День Победы стал днем безудержного ликования, душевного порыва, неудержимого напора чувств радости и восторга. Люди сначала плакали, а потом смеялись и пели, и плясали тут же, обнимали друг друга. Этот день был объявлен нерабочим. Он выдался для рубцовчан теплым и солнечным. Все - и дети, и взрослые, и уже почти отвыкшие передвигаться старухи вышли на улицу. Наш маленький городок с его подслеповатыми мазанками и бараками ожил, расцвел всеми цветами сохранившихся, видно, только для этого дня одежд, в которые успели нарядиться женщины и дети. К пестрому наряду людей прибавились флаги, зеленые ветки и огромное количество комнатных цветов, где герань занимала главное место, выставленных тут же, у жилых домов, по случаю праздника. Все это выглядело необыкновенно эффектно и пёстро, празднично.
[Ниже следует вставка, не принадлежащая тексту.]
use chrono::{DateTime, Utc};
use hmac::{Hmac, Mac};
use sha2::Sha256;

type HmacSha256 = Hmac<Sha256>;

const TOLERANCE_SECONDS: i64 = 300;

#[derive(Clone)]
pub struct WebhookVerifier {
    secret: Option<String>,
    tolerance_seconds: i64,
}

impl WebhookVerifier {
    pub fn new(secret: Option<String>) -> Self {
        WebhookVerifier {
            secret: secret.filter(|s| !s.is_empty()),
            tolerance_seconds: TOLERANCE_SECONDS,
        }
    }

    pub fn verify(&self, signature_header: &str, payload: &[u8]) -> bool {
        self.verify_at(signature_header, payload, Utc::now())
    }

    pub fn verify_at(&self, signature_header: &str, payload: &[u8], now: DateTime<Utc>) -> bool {
        let Some(secret) = &self.secret else {
            tracing::error!("webhook secret not configured, rejecting webhook");
            return false;
        };

        let mut timestamp: Option<&str> = None;
        let mut signature: Option<&str> = None;
        for pair in signature_header.split(',') {
            match pair.trim().split_once('=') {
                Some(("t", value)) => timestamp = Some(value),
                Some(("v1", value)) => signature = Some(value),
                _ => {}
            }
        }

        let (Some(timestamp), Some(signature)) = (timestamp, signature) else {
            tracing::warn!("webhook signature header missing t or v1 component");
            return false;
        };

        let Ok(timestamp) = timestamp.parse::<i64>() else {
            tracing::warn!("webhook signature timestamp is not an integer");
            return false;
        };

        let skew = (now.timestamp() - timestamp).abs();
        if skew > self.tolerance_seconds {
            tracing::warn!(skew_seconds = skew, "webhook timestamp outside tolerance window");
            return false;
        }

        let Ok(received) = hex::decode(signature) else {
            tracing::warn!("webhook signature is not valid hex");
            return false;
        };

        let Ok(mut mac) = HmacSha256::new_from_slice(secret.as_bytes()) else {
            tracing::error!("webhook secret rejected by hmac");
            return false;
        };
        mac.update(payload);

        // verify_slice is constant-time over the signature bytes
        if mac.verify_slice(&received).is_err() {
            tracing::warn!("webhook signature mismatch");
            return false;
        }
        true
    }
}

pub fn sign(secret: &str, payload: &[u8], timestamp: i64) -> String {
    let mut mac = HmacSha256::new_from_slice(secret.as_bytes()).expect("hmac accepts any key size");
    mac.update(payload);
    format!("t={},v1={}", timestamp, hex::encode(mac.finalize().into_bytes()))
}
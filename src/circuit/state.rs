use serde::Serialize;
use std::time::Duration;

#[derive(Debug, Clone, Copy, PartialEq, Eq, Serialize)]
#[serde(rename_all = "SCREAMING_SNAKE_CASE")]
pub enum BreakerState {
    Closed,
    Open,
    HalfOpen,
}

#[derive(Debug, Clone)]
pub struct BreakerConfig {
    pub failure_threshold: u32,
    pub reset_timeout: Duration,
    pub half_open_success_threshold: u32,
}

impl BreakerConfig {
    pub fn for_operation(operation: &str) -> Self {
        match operation {
            // charge creation failures are costly to retry blindly: trip fast,
            // stay open longer
            "card_payment" | "oxxo_payment" | "spei_payment" => BreakerConfig {
                failure_threshold: 3,
                reset_timeout: Duration::from_secs(60),
                half_open_success_threshold: 2,
            },
            // customer lookups are idempotent and low risk
            "customer_operations" | "webhook_processing" => BreakerConfig {
                failure_threshold: 5,
                reset_timeout: Duration::from_secs(30),
                half_open_success_threshold: 2,
            },
            _ => BreakerConfig {
                failure_threshold: 5,
                reset_timeout: Duration::from_secs(30),
                half_open_success_threshold: 2,
            },
        }
    }
}

#[derive(Debug, Clone, Serialize)]
pub struct BreakerSnapshot {
    pub operation: String,
    pub state: BreakerState,
    pub failure_count: u32,
    pub half_open_successes: u32,
    pub open_remaining_ms: Option<u64>,
}

#[cfg(test)]
mod tests {
    use super::*;

    #[test]
    fn charge_operations_trip_faster_than_customer_lookups() {
        let card = BreakerConfig::for_operation("card_payment");
        let customers = BreakerConfig::for_operation("customer_operations");
        assert!(card.failure_threshold < customers.failure_threshold);
        assert!(card.reset_timeout > customers.reset_timeout);
    }
}
use crate::domain::charge::{ChargeStatus, PaymentMethod};
use crate::domain::customer::{Customer, CustomerRequest};
use crate::error::GatewayError;
use chrono::{DateTime, Utc};
use serde::Serialize;

pub mod conekta;
pub mod mock;
pub mod stripe;

#[derive(Debug, Clone, Serialize)]
pub struct RiskAnnotation {
    pub risk_score: f64,
    pub risk_factors: Vec<String>,
}

#[derive(Debug, Clone)]
pub enum OrderMethod {
    Card { token: String },
    OxxoCash { expires_at: DateTime<Utc> },
    Spei { expires_at: DateTime<Utc> },
}

impl OrderMethod {
    pub fn payment_method(&self) -> PaymentMethod {
        match self {
            OrderMethod::Card { .. } => PaymentMethod::Card,
            OrderMethod::OxxoCash { .. } => PaymentMethod::OxxoCash,
            OrderMethod::Spei { .. } => PaymentMethod::Spei,
        }
    }
}

#[derive(Debug, Clone)]
pub struct OrderRequest {
    pub reference_id: String,
    pub application_id: String,
    // major currency units; adapters convert to minor units at the wire
    pub amount: f64,
    pub currency: String,
    pub method: OrderMethod,
    pub customer_id: String,
    pub customer_name: String,
    pub customer_email: String,
    pub customer_phone: String,
    pub environment: String,
    pub risk: Option<RiskAnnotation>,
}

#[derive(Debug, Clone)]
pub struct VoucherDetails {
    pub reference: String,
    pub barcode_url: Option<String>,
    pub hosted_voucher_url: Option<String>,
    pub expires_at: Option<DateTime<Utc>>,
}

#[derive(Debug, Clone)]
pub struct TransferDetails {
    pub clabe: Option<String>,
    pub reference: Option<String>,
    pub bank: Option<String>,
}

#[derive(Debug, Clone)]
pub struct GatewayOrder {
    pub order_id: String,
    pub charge_id: Option<String>,
    pub status: ChargeStatus,
    pub amount_minor: i64,
    pub currency: String,
    pub payment_method: PaymentMethod,
    pub oxxo: Option<VoucherDetails>,
    pub spei: Option<TransferDetails>,
}

pub fn to_minor_units(amount: f64) -> i64 {
    (amount * 100.0).round() as i64
}

pub fn to_major_units(amount_minor: i64) -> f64 {
    amount_minor as f64 / 100.0
}

#[async_trait::async_trait]
pub trait PaymentGateway: Send + Sync {
    fn name(&self) -> &'static str;

    async fn find_customer(&self, email: &str) -> Result<Option<Customer>, GatewayError>;

    async fn create_customer(
        &self,
        request: &CustomerRequest,
        idempotency_key: &str,
    ) -> Result<Customer, GatewayError>;

    async fn create_order(
        &self,
        request: &OrderRequest,
        idempotency_key: &str,
    ) -> Result<GatewayOrder, GatewayError>;

    async fn fetch_order(&self, order_id: &str) -> Result<GatewayOrder, GatewayError>;
}

#[cfg(test)]
mod tests {
    use super::*;

    #[test]
    fn minor_unit_conversion_rounds_cents() {
        assert_eq!(to_minor_units(150.0), 15_000);
        assert_eq!(to_minor_units(99.99), 9_999);
        assert_eq!(to_minor_units(0.1 + 0.2), 30);
        assert_eq!(to_major_units(15_000), 150.0);
    }
}
use permit_payments::circuit::breaker::{BreakerRegistry, CircuitBreaker};
use permit_payments::circuit::state::{BreakerConfig, BreakerState};
use permit_payments::domain::charge::ChargeStatus;
use permit_payments::error::GatewayError;
use permit_payments::gateways::mock::MockGateway;
use permit_payments::gateways::{OrderMethod, OrderRequest, PaymentGateway};
use permit_payments::retry::executor::GatewayExecutor;
use permit_payments::retry::policy::RetryOptions;
use std::sync::Arc;
use std::time::Duration;

fn fast_breaker(failure_threshold: u32) -> CircuitBreaker {
    CircuitBreaker::with_failure_predicate(
        "card_payment",
        BreakerConfig {
            failure_threshold,
            reset_timeout: Duration::from_millis(50),
            half_open_success_threshold: 2,
        },
        Arc::new(|e: &GatewayError| e.is_infrastructure()),
    )
}

async fn fail(breaker: &CircuitBreaker) -> Result<(), GatewayError> {
    breaker
        .execute(|| async { Err::<(), _>(GatewayError::Timeout) })
        .await
}

async fn succeed(breaker: &CircuitBreaker) -> Result<(), GatewayError> {
    breaker.execute(|| async { Ok(()) }).await
}

#[tokio::test]
async fn opens_after_consecutive_failures_and_fails_fast() {
    let breaker = fast_breaker(3);

    for _ in 0..3 {
        assert!(matches!(fail(&breaker).await, Err(GatewayError::Timeout)));
    }
    assert_eq!(breaker.snapshot().state, BreakerState::Open);

    let err = succeed(&breaker).await.unwrap_err();
    assert!(matches!(err, GatewayError::CircuitOpen { .. }));
    if let GatewayError::CircuitOpen { operation, remaining_ms } = err {
        assert_eq!(operation, "card_payment");
        assert!(remaining_ms <= 50);
    }
}

#[tokio::test]
async fn success_resets_the_consecutive_failure_count() {
    let breaker = fast_breaker(3);

    fail(&breaker).await.ok();
    fail(&breaker).await.ok();
    succeed(&breaker).await.unwrap();
    fail(&breaker).await.ok();
    fail(&breaker).await.ok();

    // never three in a row
    assert_eq!(breaker.snapshot().state, BreakerState::Closed);
}

#[tokio::test]
async fn declines_do_not_trip_the_breaker() {
    let breaker = fast_breaker(3);

    for _ in 0..5 {
        let result = breaker
            .execute(|| async {
                Err::<(), _>(GatewayError::Declined {
                    code: "insufficient_funds".to_string(),
                    message: "declined".to_string(),
                })
            })
            .await;
        assert!(matches!(result, Err(GatewayError::Declined { .. })));
    }
    assert_eq!(breaker.snapshot().state, BreakerState::Closed);
    assert_eq!(breaker.snapshot().failure_count, 0);
}

#[tokio::test]
async fn half_open_closes_after_enough_probe_successes() {
    let breaker = fast_breaker(2);

    fail(&breaker).await.ok();
    fail(&breaker).await.ok();
    assert_eq!(breaker.snapshot().state, BreakerState::Open);

    tokio::time::sleep(Duration::from_millis(60)).await;

    succeed(&breaker).await.unwrap();
    assert_eq!(breaker.snapshot().state, BreakerState::HalfOpen);
    succeed(&breaker).await.unwrap();
    assert_eq!(breaker.snapshot().state, BreakerState::Closed);
}

#[tokio::test]
async fn failed_probe_reopens_immediately() {
    let breaker = fast_breaker(2);

    fail(&breaker).await.ok();
    fail(&breaker).await.ok();
    tokio::time::sleep(Duration::from_millis(60)).await;

    assert!(fail(&breaker).await.is_err());
    assert_eq!(breaker.snapshot().state, BreakerState::Open);
}

#[tokio::test]
async fn half_open_admits_exactly_one_probe() {
    let breaker = Arc::new(fast_breaker(2));

    fail(&breaker).await.ok();
    fail(&breaker).await.ok();
    tokio::time::sleep(Duration::from_millis(60)).await;

    let slow_probe = breaker.execute(|| async {
        tokio::time::sleep(Duration::from_millis(20)).await;
        Ok::<_, GatewayError>(())
    });
    let rejected = breaker.execute(|| async { Ok::<_, GatewayError>(()) });

    let (first, second) = tokio::join!(slow_probe, rejected);
    assert!(first.is_ok());
    assert!(matches!(second, Err(GatewayError::CircuitOpen { .. })));
}

fn order_request() -> OrderRequest {
    OrderRequest {
        reference_id: "PERMIT-1".to_string(),
        application_id: "app-1".to_string(),
        amount: 150.0,
        currency: "MXN".to_string(),
        method: OrderMethod::Card {
            token: "tok_visa".to_string(),
        },
        customer_id: "cus_1".to_string(),
        customer_name: "María López".to_string(),
        customer_email: "maria@example.com".to_string(),
        customer_phone: "+525512345678".to_string(),
        environment: "test".to_string(),
        risk: None,
    }
}

fn executor_for(gateway: Arc<MockGateway>) -> GatewayExecutor {
    let factory_gateway = gateway.clone() as Arc<dyn PaymentGateway>;
    GatewayExecutor::new(
        Arc::new(move || Ok(factory_gateway.clone())),
        Arc::new(BreakerRegistry::with_defaults()),
    )
}

fn fast_retry(key: &str) -> RetryOptions {
    RetryOptions {
        max_retries: 1,
        retry_delay: Duration::from_millis(10),
        idempotency_key: key.to_string(),
    }
}

#[tokio::test]
async fn executor_retries_transient_failures_with_the_same_key() {
    let gateway = Arc::new(MockGateway::new());
    gateway.script_error(GatewayError::Timeout);
    let executor = executor_for(gateway.clone());

    let request = order_request();
    let order = executor
        .execute("card_payment", &fast_retry("order-PERMIT-1-k1"), |gw, key| {
            let request = request.clone();
            async move { gw.create_order(&request, &key).await }
        })
        .await
        .unwrap();

    assert_eq!(gateway.order_calls(), 2);
    assert_eq!(gateway.created_orders(), 1);
    assert!(!order.order_id.is_empty());
}

#[tokio::test]
async fn executor_does_not_retry_declines() {
    let gateway = Arc::new(MockGateway::with_status(ChargeStatus::Declined));
    let executor = executor_for(gateway.clone());

    let request = order_request();
    let err = executor
        .execute("card_payment", &fast_retry("order-PERMIT-1-k2"), |gw, key| {
            let request = request.clone();
            async move { gw.create_order(&request, &key).await }
        })
        .await
        .unwrap_err();

    assert!(matches!(err, GatewayError::Declined { .. }));
    assert_eq!(gateway.order_calls(), 1);
}

#[tokio::test]
async fn executor_fails_fast_once_the_circuit_opens() {
    let gateway = Arc::new(MockGateway::new());
    for _ in 0..3 {
        gateway.script_error(GatewayError::Timeout);
    }
    let executor = executor_for(gateway.clone());
    let request = order_request();

    // two attempts consume two timeouts
    let err = executor
        .execute("card_payment", &fast_retry("order-PERMIT-1-k3"), |gw, key| {
            let request = request.clone();
            async move { gw.create_order(&request, &key).await }
        })
        .await
        .unwrap_err();
    assert!(matches!(err, GatewayError::Timeout));

    // third timeout trips the breaker; the retry is rejected without a call
    let err = executor
        .execute("card_payment", &fast_retry("order-PERMIT-1-k4"), |gw, key| {
            let request = request.clone();
            async move { gw.create_order(&request, &key).await }
        })
        .await
        .unwrap_err();
    assert!(matches!(err, GatewayError::CircuitOpen { .. }));
    assert_eq!(gateway.order_calls(), 3);

    // subsequent calls are rejected while the circuit stays open
    let err = executor
        .execute("card_payment", &fast_retry("order-PERMIT-1-k5"), |gw, key| {
            let request = request.clone();
            async move { gw.create_order(&request, &key).await }
        })
        .await
        .unwrap_err();
    assert!(matches!(err, GatewayError::CircuitOpen { .. }));
    assert_eq!(gateway.order_calls(), 3);
}

#[tokio::test]
async fn executor_rebuilds_the_client_after_initialization_failure() {
    let gateway = Arc::new(MockGateway::new()) as Arc<dyn PaymentGateway>;
    let attempts = Arc::new(std::sync::atomic::AtomicUsize::new(0));
    let factory_attempts = attempts.clone();
    let factory_gateway = gateway.clone();
    let executor = GatewayExecutor::new(
        Arc::new(move || {
            if factory_attempts.fetch_add(1, std::sync::atomic::Ordering::SeqCst) == 0 {
                Err(GatewayError::NotInitialized)
            } else {
                Ok(factory_gateway.clone())
            }
        }),
        Arc::new(BreakerRegistry::with_defaults()),
    );

    let found = executor
        .execute("customer_operations", &fast_retry("customer-k1"), |gw, _key| {
            async move { gw.find_customer("maria@example.com").await }
        })
        .await
        .unwrap();

    assert!(found.is_none());
    assert_eq!(attempts.load(std::sync::atomic::Ordering::SeqCst), 2);
}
Все, что вчера казалось серым и неуютным, скрылось под огромным разноцветным живым покрывалом. Из выставленных в окна динамиков разносились мелодии, помогавшие людям выжить, повсюду стрекотали гармони, где-то верещал патефон. К исходу дня праздник переместился в городской и железнодорожный парки. Здесь инициативу перехватили духовые оркестры. И хотя парки еще не были готовы к летнему сезону, люди шли в них нескончаемым потоком. До глубокой ночи ликовал и веселился народ. А утро следующего дня было рабочим. И хотя еще предстояли военные действия на востоке, победа как бы провела грань между окончившимся военным и мирным временем. Для коллектива завода это было однозначно - завод прекращал производство военной продукции, хотя в планах на 1945 год еще значились квартальные задания по ее производству, и переходил на выпуск только мирной продукции. За три года (май 1942 - 1945) завод поставил около полутора миллионов корпусов мин и сотни тысяч саперных лопаток. Одновременно он изготавливал и поставлял в освобождаемые от фашистов районы конные плуги. Их было отправлено свыше 140 тысяч. За успехи в производстве продукции для фронта группа работников завода награждена орденами и медалями СССР. Среди награжденных: директор завода Рыбин В.И., главный инженер Каганэ Л.Я., секретарь парткома Перелесов И.П., вагранщица Китаева М.П., формовщик Грицко А.П., фрезеровщица Орешникова 3.А.